Das Versagen der Vorgänger-Regierungen hat den Niedergang eingeleitet. Sie haben Griechenland mit falschen Zahlen in den Euro geschmuggelt, unter tatkräftiger Mitwirkung der Investmentbank Goldman Sachs. Sie haben über Jahre von der Kredit-Orgie profitiert und zugleich die Euro-Zone an der Nase herumgeführt. Viele Dinge wurden versprochen. Eingehalten wurde nur eines: Die Steuern wurden laufend erhöht, die Sozialleistungen pausenlos verkürzt. Der griechische Staat funktionierte unter den konservativen und sozialdemokratischen Regierungen wie eine einzige große Entsolidarisierungs-Maschine. Jung und Alt sind gespalten. Eine Zeitlang berichteten alle Medien mit einer gewissen Regelmäßigkeit über die dramatisch hohe Jugendarbeitslosigkeit in den Staaten in Südeuropa. Diese Berichte sind in den vergangenen Monaten klammheimlich versickert. Die Regierungen haben sich in die Statistik-Falle locken lassen. Die Öffentlichkeit diskutierte Prozentzahlen über das Wirtschaftswachstum oder diskutierte Kunst-Themen, wie den „Primärüberschuss“.

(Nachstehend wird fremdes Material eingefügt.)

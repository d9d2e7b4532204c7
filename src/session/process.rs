//! SSH sessions backed by a local `ssh` child process.
//!
//! The password is handed to `sshpass` through the `SSHPASS` environment
//! variable; `-tt` forces a remote pty so prompts and echo behave as on an
//! interactive terminal.

use super::{describe, ExpectBuffer, InteractiveSession, Match, SessionError, SessionFactory};
use crate::vm::prompts::PROMPTS;
use log::{debug, trace};
use regex::Regex;
use std::io::{Read, Write};
use std::process::{Child, ChildStdin, Command, Stdio};
use std::sync::mpsc::{self, Receiver, RecvTimeoutError, Sender};
use std::thread;
use std::time::{Duration, Instant};

/// Index of the password prompt in [`Prompts::ssh_login`](crate::vm::prompts::Prompts)
const SSH_PASSWORD: usize = 0;

enum Chunk {
    Data(String),
    Closed,
}

/// Opens [`SshSession`]s with the system `ssh` client
#[derive(Debug, Clone)]
pub struct SshSessions {
    program: String,
}

impl Default for SshSessions {
    fn default() -> Self {
        Self { program: "sshpass".to_string() }
    }
}

impl SshSessions {
    pub fn new() -> Self {
        Self::default()
    }
}

impl SessionFactory for SshSessions {
    fn open(
        &self,
        host: &str,
        user: &str,
        password: &str,
        login_timeout: Duration,
    ) -> Result<Box<dyn InteractiveSession>, SessionError> {
        let connect_err = |reason: String| SessionError::Connect {
            host: host.to_string(),
            reason,
        };

        let mut child = Command::new(&self.program)
            .args([
                "-e",
                "ssh",
                "-tt",
                "-oStrictHostKeyChecking=no",
                "-oUserKnownHostsFile=/dev/null",
            ])
            .arg(format!("{}@{}", user, host))
            .env("SSHPASS", password)
            .stdin(Stdio::piped())
            .stdout(Stdio::piped())
            .stderr(Stdio::piped())
            .spawn()
            .map_err(|e| connect_err(format!("failed to spawn {}: {}", self.program, e)))?;

        let stdin = child
            .stdin
            .take()
            .ok_or_else(|| connect_err("child stdin unavailable".into()))?;

        let (tx, rx) = mpsc::channel();
        if let Some(stdout) = child.stdout.take() {
            spawn_reader(stdout, tx.clone(), true);
        }
        if let Some(stderr) = child.stderr.take() {
            spawn_reader(stderr, tx, false);
        }

        let mut session = SshSession {
            host: host.to_string(),
            child,
            stdin,
            rx,
            buffer: ExpectBuffer::new(),
            eof: false,
        };

        let login = session
            .expect(&PROMPTS.ssh_login, login_timeout)
            .map_err(|e| connect_err(e.to_string()))?;
        if login.index == SSH_PASSWORD {
            session.send_line(password)?;
            session
                .expect(&PROMPTS.ssh_shell, login_timeout)
                .map_err(|e| connect_err(e.to_string()))?;
        }
        debug!("'{}' connected", host);
        Ok(Box::new(session))
    }
}

/// Decodes UTF-8 read in arbitrary pieces, holding back a character split
/// across two reads until its remaining bytes arrive
#[derive(Debug, Default)]
struct Utf8Decoder {
    pending: Vec<u8>,
}

impl Utf8Decoder {
    fn decode(&mut self, bytes: &[u8]) -> String {
        self.pending.extend_from_slice(bytes);
        let mut out = String::new();
        loop {
            match std::str::from_utf8(&self.pending) {
                Ok(text) => {
                    out.push_str(text);
                    self.pending.clear();
                    return out;
                }
                Err(e) => {
                    let valid = e.valid_up_to();
                    out.push_str(&String::from_utf8_lossy(&self.pending[..valid]));
                    match e.error_len() {
                        // Incomplete sequence at the end: wait for more bytes
                        None => {
                            self.pending.drain(..valid);
                            return out;
                        }
                        Some(len) => {
                            out.push(char::REPLACEMENT_CHARACTER);
                            self.pending.drain(..valid + len);
                        }
                    }
                }
            }
        }
    }

    /// Whatever is left once the stream has ended
    fn finish(&mut self) -> String {
        let rest = String::from_utf8_lossy(&self.pending).into_owned();
        self.pending.clear();
        rest
    }
}

fn spawn_reader<R: Read + Send + 'static>(mut source: R, tx: Sender<Chunk>, report_close: bool) {
    thread::spawn(move || {
        let mut buf = [0u8; 4096];
        let mut decoder = Utf8Decoder::default();
        loop {
            match source.read(&mut buf) {
                Ok(0) | Err(_) => break,
                Ok(n) => {
                    let chunk = decoder.decode(&buf[..n]);
                    if chunk.is_empty() {
                        continue;
                    }
                    if tx.send(Chunk::Data(chunk)).is_err() {
                        return;
                    }
                }
            }
        }
        let rest = decoder.finish();
        if !rest.is_empty() && tx.send(Chunk::Data(rest)).is_err() {
            return;
        }
        if report_close {
            let _ = tx.send(Chunk::Closed);
        }
    });
}

/// A shell on a remote host
pub struct SshSession {
    host: String,
    child: Child,
    stdin: ChildStdin,
    rx: Receiver<Chunk>,
    buffer: ExpectBuffer,
    eof: bool,
}

impl InteractiveSession for SshSession {
    fn send_line(&mut self, line: &str) -> Result<(), SessionError> {
        trace!("{} << {}", self.host, line);
        self.stdin.write_all(line.as_bytes())?;
        self.stdin.write_all(b"\n")?;
        self.stdin.flush()?;
        Ok(())
    }

    fn expect(&mut self, patterns: &[Regex], timeout: Duration) -> Result<Match, SessionError> {
        let deadline = Instant::now() + timeout;
        loop {
            if let Some(m) = self.buffer.try_match(patterns) {
                return Ok(m);
            }
            if self.eof {
                return Err(SessionError::Eof {
                    patterns: describe(patterns),
                    before: self.buffer.take(),
                });
            }
            let now = Instant::now();
            if now >= deadline {
                return Err(SessionError::Timeout {
                    timeout,
                    patterns: describe(patterns),
                    before: self.buffer.pending().to_string(),
                });
            }
            match self.rx.recv_timeout(deadline - now) {
                Ok(Chunk::Data(chunk)) => {
                    trace!("{} >> {:?}", self.host, chunk);
                    self.buffer.push(&chunk);
                }
                Ok(Chunk::Closed) | Err(RecvTimeoutError::Disconnected) => self.eof = true,
                Err(RecvTimeoutError::Timeout) => {}
            }
        }
    }

    fn close(&mut self) -> Result<(), SessionError> {
        if self.child.try_wait()?.is_none() {
            // The remote side never exits on its own while a pipe is attached
            let _ = self.child.kill();
        }
        self.child.wait()?;
        Ok(())
    }
}

impl Drop for SshSession {
    fn drop(&mut self) {
        let _ = self.close();
    }
}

Die Politiker haben die wichtigste Kenngröße des Staatswesen vergessen, die Menschen. Die Arbeitslosigkeit ist in allen Südstaaten immer noch viel zu hoch. Der zarteste Wirtschaftsaufschwung fand unter Ausschluss der Arbeitnehmer statt. Die Jugendarbeitslosigkeit verharrte trotz Billionen an künstlichem Geld auf astronomisch hohem Niveau. Die Jungen haben sich gegen die Rentner durchgesetzt.Die Aussicht, niemals eine ordentlich bezahlte Arbeit zu erhalten, hat das Fass zum Überlaufen gebracht. Das wird sich fortsetzen – denn keine Regierung kann bestehen, wenn sie den Bürgern einredet, alles sei gut, die Leute aber entweder keine Arbeit haben oder sich in Billigjobs verdingen müssen.
Der griechische Crash wird zu Milliardenverlusten in der Euro-Zone führen: 340 Milliarden Euro sind so gut wie verbrannt. Die Asche wird sich auf die nationalen Haushalte legen wie Mehltau. Wir erleben den Anfang vom Ende der Euro-Zone. Es wird Generationen brauchen, bis sich Europa von diesem Schock erholt. Die Griechen haben ein Machtwort gesprochen. Es wird für sie sehr schmerzhaft sein. Der Preis, den sie für die Wiedererlangung ihrer „Würde“ bezahlen, wird gewaltig sein. Der Crash in Griechenland ist die neue Blaupause für alle anderen Staaten.